As Nordheimer J.A. stated, “what the OLA permits, the CPA prohibits” (para. 43). It was held that there was an apparent conflict between the provisions.

Turning to the issue of how the conflict should be resolved, the Court of Appeal held that the OLA should take precedence for the following reasons:

  1. section 9(1) of the OLA sets out a “class of things” that may have higher liability or standard of care, including innkeepers, common carriers, and bailees. The Court held that while the list was not exhaustive, the items are of a different class than the consumer transactions considered under the CPA.
  2. The OLA was intended to be an exhaustive legislative scheme that replaced the common law concerning occupiers’ liability, and the CPA should not be interpreted to infringe on that scheme.
  3. The OLA deals specifically with waivers of liability, whereas the CPA generally applies to all consumer transactions. The specific provisions of the OLA override the general conditions of the CPA; and
  4. it would be absurd to conclude “that the Legislature went through the exercise of amending the OLA to clarify the liability of occupiers, and to encourage them to open their property for use by members of the public, all to have it rendered of no force or effect because of the existence of the CPA” (para 68).

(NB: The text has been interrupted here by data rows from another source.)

//! Ramify stores a conversation as a tree of messages.
//!
//! Editing or regenerating a message creates a sibling branch instead of
//! overwriting history. The repository keeps every branch, remembers which
//! branch is selected at each level, and exposes the active path from the
//! root to the current head.
//!
//! Core concepts:
//! - **Message**: any value with a unique, stable id; content is opaque
//! - **Branches**: siblings sharing a parent, each an alternative continuation
//! - **Head**: the tip of the conversation currently shown
//! - **Active path**: the messages from the root down to the head
//! - **Snapshot**: an ordered, replayable export of the whole tree
//!
//! Two navigation operations differ in how much they change:
//! [`MessageRepository::switch_to_branch`] only changes the selection at one
//! level and never deletes anything, while [`MessageRepository::reset_head`]
//! prunes everything below the new head and rewrites the selection at every
//! level above it.
//!
//! # Example
//!
//! ```
//! use ramify_core::{Message, MessageRepository, Replacement};
//!
//! #[derive(Debug, Clone, PartialEq, Message)]
//! struct Turn {
//!     id: String,
//!     text: String,
//! }
//!
//! let turn = |id: &str, text: &str| Turn { id: id.into(), text: text.into() };
//!
//! let mut repo = MessageRepository::new();
//! repo.add_or_update_message(None, turn("q", "question")).unwrap();
//! repo.add_or_update_message(Some("q"), turn("a1", "first answer")).unwrap();
//! repo.add_or_update_message(Some("q"), turn("a2", "second answer")).unwrap();
//! assert_eq!(repo.get_branches("a1").unwrap(), ["a1", "a2"]);
//!
//! // the head was "a1"; deleting it falls back to the remaining sibling
//! repo.delete_message("a1", Replacement::Parent).unwrap();
//! assert_eq!(repo.head_id(), Some("a2"));
//!
//! let snapshot = repo.export();
//! let mut restored = MessageRepository::new();
//! restored.import(snapshot).unwrap();
//! assert_eq!(restored.get_messages(), repo.get_messages());
//! ```

extern crate self as ramify_core;

mod config;
mod error;
mod message;
mod optimistic;
mod path;
mod repository;
mod snapshot;
mod tree;

pub use config::RepositoryConfig;
pub use error::{ConfigError, RepositoryError, SnapshotError};
pub use message::{Message, MessageStatus};
pub use optimistic::{IdGenerator, OPTIMISTIC_PREFIX, RandomIdGenerator, is_optimistic_id};
pub use repository::{MessageEntry, MessageRepository, Replacement};
pub use snapshot::{ExportedMessage, ExportedRepository};

#[cfg(feature = "derive")]
pub use ramify_derive::{Message, message};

Ms. Woodhouse’s claim raised the specific issue of whether section 93(2) of the CPA could be used to hold a consumer to a waiver of liability, even if section 9(3) of the CPA voided the release. The Court of Appeal dismissed the defendant’s argument that the Court could hold a consumer to a waiver of liability, even if the waiver were void under section 9(3), stating:

The purpose behinds. 93(2) is to avoid situations where a consumer, who has received the benefit of a consumer agreement, attempts to retain those benefits without performing his or her side of the agreement because of a technical breach of the CPA Section 93(2) is not intended to permit the Court to hold a consumer to a consumer agreement that violates one of the basic tenets of the CPA, especially when the provision is void. (para 77)

The Court of Appeal held that the Blue Mountain waiver bound Mr. Schnarr and Ms. Woodhouse was bound by the release in her lift ticket and the Snow Valley waiver, regardless of whether their claims were in tort or for breach of warranty.

Suppose you have been injured in a skiing accident or during another recreational activity. In that case, the personal injury lawyers at Bogoroch & Associates LLP can help you understand your legal rights and the impact of any waivers you signed.


Personal Injury Claims Blawg

Personal Injury Claims Blawg

PI claims blogger at PIClaimsBlawg
Personal Injury Claims Blawg is a personal injury law blog, inviting contributions from practitioners, PI law firms and legal academics across the UK, US and beyond. The post above has been published because of the high value associated with the author's work. Contact us if you'd like to get published today.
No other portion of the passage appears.